As you can see, the three portions of this PID equation are completely separate, with each tuning parameter (\(K_p\), \(\tau_i\), and \(\tau_d\)) acting independently within its own term of the equation.

Ideal PID equation

An alternate version of the PID equation designed such that the gain (\(K_p\)) affects all three actions is called the Ideal or ISA equation:

\[m = K_p \left( e + {1 \over \tau_i} \int e \> dt + \tau_d {de \over dt} \right) + b \hbox{\hskip 50pt Ideal or ISA PID equation}\]

Here, the gain constant (\(K_p\)) is distributed to all terms within the parentheses, equally affecting all three control actions. Increasing \(K_p\) in this style of PID controller makes the P, the I, and the D actions equally more aggressive.

We may show this mathematically, by breaking the “ideal” equation up into three different parts, each one describing its contribution to the output (\(\Delta m\)):

\[\Delta m = K_p \Delta e \hskip 30pt \hbox{Proportional action}\]

\[\Delta m = {K_p \over \tau_i} \int e \> dt \hskip 30pt \hbox{Integral action}\]

\[\Delta m = K_p \tau_d {de \over dt} \hskip 30pt \hbox{Derivative action}\]

As you can see, all three portions of this PID equation are influenced by the gain (\(K_p\)) owing to algebraic distribution, but the integral and derivative tuning parameters (\(\tau_i\) and \(\tau_d\)) act independently within their own terms of the equation.

Series PID equation

A third version, with origins in the peculiarities of pneumatic controller mechanisms and analog electronic circuits, is called the Series or Interacting equation:

\[m = K_p \left[ \left({\tau_d \over \tau_i} + 1 \right) e + {1 \over \tau_i} \int e \> dt + \tau_d {de \over dt} \right] + b \hbox{\hskip 25pt Series or Interacting PID equation}\]

Here, the gain constant (\(K_p\)) affects all three actions (P, I, and D) just as with the “ideal” equation. The difference, though, is the fact that both the integral and derivative constants have an effect on proportional action as well! That is to say, adjusting either \(\tau_i\) or \(\tau_d\) does not merely adjust those actions, but also influences the aggressiveness of proportional action916.

We may show this mathematically, by breaking the “series” equation up into three different parts, each one describing its contribution to the output (\(\Delta m\)):

\[\Delta m = K_p \left({\tau_d \over \tau_i} + 1\right) \Delta e \hskip 30pt \hbox{Proportional action}\]

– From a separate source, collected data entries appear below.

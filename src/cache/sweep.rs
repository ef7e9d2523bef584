use std::path::PathBuf;
use std::time::Duration;
use tokio::time::{interval, MissedTickBehavior};
use tokio_util::sync::CancellationToken;
use tracing::{debug, info, warn};

use crate::cache::{ExpiringCache, FileLeases};
use crate::fingerprint::CacheKey;
use crate::track::{DownloadedTrack, SearchHit};

/// Resumen de una pasada del barrido.
#[derive(Debug, Clone, Copy, PartialEq, Eq, Default)]
pub struct SweepReport {
    pub expired_search_entries: usize,
    pub expired_download_entries: usize,
    pub deleted_files: usize,
}

impl SweepReport {
    pub fn total(&self) -> usize {
        self.expired_search_entries + self.expired_download_entries + self.deleted_files
    }
}

/// Barrido periódico: retira las entradas vencidas de ambos cachés y borra
/// del directorio de descargas los archivos viejos sin arriendo vigente.
pub struct Sweeper {
    search_cache: ExpiringCache<CacheKey, Vec<SearchHit>>,
    download_cache: ExpiringCache<CacheKey, DownloadedTrack>,
    leases: FileLeases,
    download_dir: PathBuf,
    file_max_age: Duration,
    interval: Duration,
}

impl Sweeper {
    pub(crate) fn new(
        search_cache: ExpiringCache<CacheKey, Vec<SearchHit>>,
        download_cache: ExpiringCache<CacheKey, DownloadedTrack>,
        leases: FileLeases,
        download_dir: PathBuf,
        file_max_age: Duration,
        interval: Duration,
    ) -> Self {
        Self {
            search_cache,
            download_cache,
            leases,
            download_dir,
            file_max_age,
            interval,
        }
    }

    /// Corre hasta que `shutdown` se cancele. La primera pasada es inmediata.
    pub async fn run(self, shutdown: CancellationToken) {
        let mut ticker = interval(self.interval);
        ticker.set_missed_tick_behavior(MissedTickBehavior::Delay);

        info!(
            "🧹 Barrido activo cada {}",
            humantime::format_duration(self.interval)
        );
        loop {
            tokio::select! {
                _ = shutdown.cancelled() => {
                    info!("🧹 Barrido detenido");
                    break;
                }
                _ = ticker.tick() => {
                    let report = self.sweep_once().await;
                    if report.total() > 0 {
                        info!(
                            "🧹 Barrido: {} búsquedas y {} descargas vencidas, {} archivos borrados",
                            report.expired_search_entries,
                            report.expired_download_entries,
                            report.deleted_files
                        );
                    }
                }
            }
        }
    }

    /// Una pasada completa, separada del bucle para poder probarla.
    pub async fn sweep_once(&self) -> SweepReport {
        let mut report = SweepReport {
            expired_search_entries: self.search_cache.purge_expired(),
            expired_download_entries: self.download_cache.purge_expired(),
            deleted_files: 0,
        };
        report.deleted_files = self.sweep_files().await;
        report
    }

    /// Borra archivos regulares cuya edad alcanzó `file_max_age`. Un camino
    /// arrendado se deja para una pasada posterior.
    async fn sweep_files(&self) -> usize {
        let mut entries = match tokio::fs::read_dir(&self.download_dir).await {
            Ok(entries) => entries,
            Err(err) => {
                warn!(
                    "No se pudo leer el directorio {}: {}",
                    self.download_dir.display(),
                    err
                );
                return 0;
            }
        };

        let mut deleted = 0;
        while let Ok(Some(entry)) = entries.next_entry().await {
            let path = entry.path();
            let metadata = match entry.metadata().await {
                Ok(meta) if meta.is_file() => meta,
                _ => continue,
            };
            if self.leases.is_leased(&path) {
                debug!("Archivo arrendado, se pospone: {}", path.display());
                continue;
            }
            if file_age(&metadata) < self.file_max_age {
                continue;
            }
            match tokio::fs::remove_file(&path).await {
                Ok(()) => {
                    debug!("Archivo viejo borrado: {}", path.display());
                    deleted += 1;
                }
                Err(err) => warn!("No se pudo borrar {}: {}", path.display(), err),
            }
        }
        deleted
    }
}

fn file_age(metadata: &std::fs::Metadata) -> Duration {
    metadata
        .modified()
        .ok()
        .and_then(|modified| modified.elapsed().ok())
        .unwrap_or(Duration::ZERO)
}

\[\Delta m = {K_p \over \tau_i} \int e \> dt \hskip 30pt \hbox{Integral action}\]

\[\Delta m = K_p \tau_d {de \over dt} \hskip 30pt \hbox{Derivative action}\]

As you can see, all three portions of this PID equation are influenced by the gain (\(K_p\)) owing to algebraic distribution. However, the proportional term is also affected by the values of the integral and derivative tuning parameters (\(\tau_i\) and \(\tau_d\)). Therefore, adjusting \(\tau_i\) affects both the I and P actions, adjusting \(\tau_d\) affects both the D and P actions, and adjusting \(K_p\) affects all three actions.

This “interacting” equation is an artifact of certain pneumatic and electronic controller designs. Back when these were the dominant technologies, and PID controllers were modularly designed such that integral and derivative actions were separate hardware modules included in a controller at additional cost beyond proportional-only action, the easiest way to implement the integral and derivative actions was in a way that just happened to have an interactive effect on controller gain. In other words, this odd equation form was a sort of compromise made for the purpose of simplifying the physical design of the controller.

Interestingly enough, many digital PID controllers are programmed to implement the “interacting” PID equation even though it is no longer an artifact of controller hardware. The rationale for this programming is to have the digital controller behave identically to the legacy analog electronic or pneumatic controller it is replacing. This way, the proven tuning parameters of the old controller may be plugged into the new digital controller, yielding the same results. In essence, this is a form of “backward compatibility” between digital PID control and analog (electronic or pneumatic) PID control.